Juan Garrido was an African-Spanish conquistador, who is the first documented Black person to arrive in the United States. African by birth, he went to Portugal as a young man, and in converting to Christianity, he took the Spanish name, Juan Garrido (“Handsome John”). Garrido took part in the Spanish invasions of the Americas, during the late 15th and early 16th Centuries. He later became an agricultural innovator and is credited with introducing wheat harvesting to the Americas.
Juan Garrido was born in West Africa around 1480. According to his notarized “probanza” (his curriculum vitae, more or less), dated 1538, he moved from Africa to Lisbon, Portugal, stayed in Spain for seven years, and then, seeking his fortune, he joined the earliest conquistadors to the New World. All the sworn witnesses to this document affirm that Garrido was “horro,” or free, when he arrived in Spain.

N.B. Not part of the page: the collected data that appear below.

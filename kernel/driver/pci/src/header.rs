use core::ops::Deref;

use crate::raw::{read_config_double_word, write_config_double_word};
use crate::{Error, PciDevice};

#[derive(Copy, Clone, Eq, PartialEq, Debug)]
#[repr(u8)]
pub enum PciHeaderType {
    Standard = 0x00,
    Pci2PciBridge = 0x01,
    CardBusBridge = 0x02,
}

impl TryFrom<u8> for PciHeaderType {
    type Error = Error;

    fn try_from(value: u8) -> Result<Self, Self::Error> {
        Ok(match value {
            0x00 => Self::Standard,
            0x01 => Self::Pci2PciBridge,
            0x02 => Self::CardBusBridge,
            _ => return Err(Error::UnknownHeaderType(value)),
        })
    }
}

pub struct PciStandardHeaderDevice {
    inner: PciDevice,
}

impl Deref for PciStandardHeaderDevice {
    type Target = PciDevice;

    fn deref(&self) -> &Self::Target {
        &self.inner
    }
}

#[derive(Debug, Copy, Clone, Eq, PartialEq)]
pub enum BaseAddressRegister {
    MemorySpace32(MemorySpace32Bar),
    MemorySpace64(MemorySpace64Bar),
    IoSpace(u32),
}

#[derive(Debug, Copy, Clone, Eq, PartialEq)]
pub struct MemorySpace32Bar {
    pub addr: u32,
    pub prefetchable: bool,
    pub size: usize,
}

#[derive(Debug, Copy, Clone, Eq, PartialEq)]
pub struct MemorySpace64Bar {
    pub addr: u64,
    pub prefetchable: bool,
    pub size: usize,
}

impl BaseAddressRegister {
    pub fn memory_space_32(&self) -> Option<MemorySpace32Bar> {
        match self {
            Self::MemorySpace32(bar) => Some(*bar),
            _ => None,
        }
    }

    pub fn memory_space_64(&self) -> Option<MemorySpace64Bar> {
        match self {
            Self::MemorySpace64(bar) => Some(*bar),
            _ => None,
        }
    }

    pub fn io_space(&self) -> Option<u32> {
        match self {
            Self::IoSpace(bar) => Some(*bar),
            _ => None,
        }
    }
}

impl PciStandardHeaderDevice {
    const OFFSET_BAR0: u8 = 0x10;
    const OFFSET_BAR1: u8 = 0x14;
    const OFFSET_BAR2: u8 = 0x18;
    const OFFSET_BAR3: u8 = 0x1C;
    const OFFSET_BAR4: u8 = 0x20;
    const OFFSET_BAR5: u8 = 0x24;

    pub fn new(inner: PciDevice) -> Result<Self, Error> {
        let header_type = inner.header_type();
        if header_type != PciHeaderType::Standard {
            return Err(Error::NotStandardHeader(header_type));
        }
        Ok(PciStandardHeaderDevice { inner })
    }

    pub fn bar0(&self) -> BaseAddressRegister {
        self.decode_bar(Self::OFFSET_BAR0, Some(Self::OFFSET_BAR1))
    }

    pub fn bar1(&self) -> BaseAddressRegister {
        self.decode_bar(Self::OFFSET_BAR1, Some(Self::OFFSET_BAR2))
    }

    pub fn bar2(&self) -> BaseAddressRegister {
        self.decode_bar(Self::OFFSET_BAR2, Some(Self::OFFSET_BAR3))
    }

    pub fn bar3(&self) -> BaseAddressRegister {
        self.decode_bar(Self::OFFSET_BAR3, Some(Self::OFFSET_BAR4))
    }

    pub fn bar4(&self) -> BaseAddressRegister {
        self.decode_bar(Self::OFFSET_BAR4, Some(Self::OFFSET_BAR5))
    }

    pub fn bar5(&self) -> BaseAddressRegister {
        self.decode_bar(Self::OFFSET_BAR5, None)
    }

    fn decode_bar(&self, bar_offset: u8, next_bar_offset: Option<u8>) -> BaseAddressRegister {
        let bar = self.read_bar_raw(bar_offset);
        let next_bar = next_bar_offset.map(|offset| self.read_bar_raw(offset));

        if bar & 0x01 > 0 {
            // io space bar
            BaseAddressRegister::IoSpace(bar & !0b11)
        } else {
            // memory space bar
            let prefetchable = bar & 0b100 > 0;

            // FIXME: disable and restore I/O and memory decode bit

            self.write_bar_raw(bar_offset, !0);
            let new_bar = self.read_bar_raw(bar_offset);
            self.write_bar_raw(bar_offset, bar); // restore the original value

            let size = (!(new_bar & !0b1111) + 1) as usize;

            if (bar >> 1) & 0x02 > 0 {
                // 64bit bar
                let addr = (bar & !0b1111) as u64 | ((next_bar.unwrap() as u64) << 32);
                BaseAddressRegister::MemorySpace64(MemorySpace64Bar {
                    addr,
                    prefetchable,
                    size,
                })
            } else {
                let addr = bar & !0b1111;
                BaseAddressRegister::MemorySpace32(MemorySpace32Bar {
                    addr,
                    prefetchable,
                    size,
                })
            }
        }
    }

    pub fn bar0_raw(&self) -> u32 {
        self.read_bar_raw(Self::OFFSET_BAR0)
    }

    pub fn bar1_raw(&self) -> u32 {
        self.read_bar_raw(Self::OFFSET_BAR1)
    }

    pub fn bar2_raw(&self) -> u32 {
        self.read_bar_raw(Self::OFFSET_BAR2)
    }

    pub fn bar3_raw(&self) -> u32 {
        self.read_bar_raw(Self::OFFSET_BAR3)
    }

    pub fn bar4_raw(&self) -> u32 {
        self.read_bar_raw(Self::OFFSET_BAR4)
    }

    pub fn bar5_raw(&self) -> u32 {
        self.read_bar_raw(Self::OFFSET_BAR5)
    }

    fn read_bar_raw(&self, bar_offset: u8) -> u32 {
        unsafe {
            read_config_double_word(
                self.inner.bus(),
                self.inner.slot(),
                self.inner.function(),
                bar_offset,
            )
        }
    }

    fn write_bar_raw(&self, bar_offset: u8, value: u32) {
        unsafe {
            write_config_double_word(
                self.inner.bus(),
                self.inner.slot(),
                self.inner.function(),
                bar_offset,
                value,
            )
        }
    }
}

pub struct Pci2PciBridge {
    inner: PciDevice,
}

impl Deref for Pci2PciBridge {
    type Target = PciDevice;

    fn deref(&self) -> &Self::Target {
        &self.inner
    }
}

impl Pci2PciBridge {
    pub fn new(inner: PciDevice) -> Result<Self, Error> {
        let header_type = inner.header_type();
        if header_type != PciHeaderType::Pci2PciBridge {
            return Err(Error::NotPCI2PCIBridge(header_type));
        }
        Ok(Pci2PciBridge { inner })
    }
}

Garrido is considered the first Black conquistador, as he is the most prominent among a small group of African freeman who traveled to the Americas as part of the Spanish expeditionary force. Sailing from Seville around 1508, he arrived on the island of La Española, which is today called Hispaniola, the island on which the Dominican Republic and Haiti reside. He later settled in San Juan, Puerto Rico. He joined Diego Velazquez de Cuéllar and Juan Ponce de León in the annexations of Cuba and Puerto Rico, respectively. Then, in 1513, he joined de León’s well-known expedition to Florida in search of the Fountain of Youth, becoming the first known Black person to arrive in United States.
After Ponce died, Garrido joined Hernán Cortés’ expeditionary force that invaded Mexico and destroyed the mighty Aztec capital at Tenochtitlan. Although the Spaniards won, there was immense casualties on both sides. Garrido assisted in collecting the dead bodies of Spanish soldiers and erecting a commemorative chapel near the site of the killings, which he later named it “The Martyrs”. (Seventy-five years later, the current church “San Hipolito of the Martyrs” was built on that spot.)
Garrido settled in Mexico City for four years after receiving land from Cortés. According to Matthew Restall’s Black Conquistadors (pdf), on February 10, 1525, Garrido was granted a house-plot. Between 1524 and 1526, he held the post of “doorkeeper” (“portero”) and was also a “crier” (“pregonero”) and guardian of the Chapultepec aqueduct. Criers could function as constable, auctioneer, executioner, piper, master of weights and measures, and doorkeeper or guard.
Garrido began farming using the labour of enslaved people (Indian and African). He planted some grains of wheat, and within two years had a plantation exporting commercial quantities of flour. He sold it to the Spanish who had reluctantly relied on corn for lack of wheat in the land they had invaded. By all available accounts, Juan Garrido is the first person to grow wheat in the Americas. He was thirty-six years old.
However, in 1527, he and a group of treasure hunters rushed for the gold that was reported in Michoacan. He invested his own money for the trip, and came back penniless within the year. He returned the following year with an enslaved gang to mine for gold, but again found nothing.
Garrido settled down at his plantation for another five years. But he could barely make ends meet. He was deep in debt when Cortés tempted him for the last time in 1533. Garrido followed Cortés to another legendary island supposedly filled with Black women (the Black Amazons), gold, and pearls. Once again, it turned out to be a barren peninsula: Baja California. He had borrowed money for the trip, and came home penniless two years later in 1535.
In 1538, Garrido submitted his request for pension, which included a ‘probanza,’ a proof of merit. In it, he outlines his service to Spain.
Juan Garrido’s Memoir to Charles V of Spain, 1538
I, Juan Garrido, Black resident of this city [Mexico City], appear before Your Mercy and state that I am in need of making a probanza to the perpetuity of the king, a report on how I served Your Majesty in the conquest and pacification of this New Spain, from the time when the Marqués del Valle [Cortés] entered it; and in his company I was present at all the invasions and conquests and pacifications which were carried out, always with the said Marqués, all of which I did at my own expense without being given either salary or allotment of natives or anything else. As I am married and a resident of this city, where I have always lived; and also as I went with the Marqués del Valle to discover the islands which are in that part of the southern sea [the Pacific] where there was much hunger and privation; and also as I went to discover and pacify the islands of San Juan de Buriquén de Puerto Rico; and also as I went on the pacification and conquest of the island of Cuba with the adelantado Diego Velázquez; in all these ways for thirty years have I served and continue to serve Your Majesty – for these reasons stated above do I petition Your Mercy. And also because I was the first to have the inspiration to sow maize [wheat] here in New Spain and to see if it took; I did this and experimented at my own expense.
Garrido died in the capital sometime between 1547 and 1550, leaving behind a wife and three children.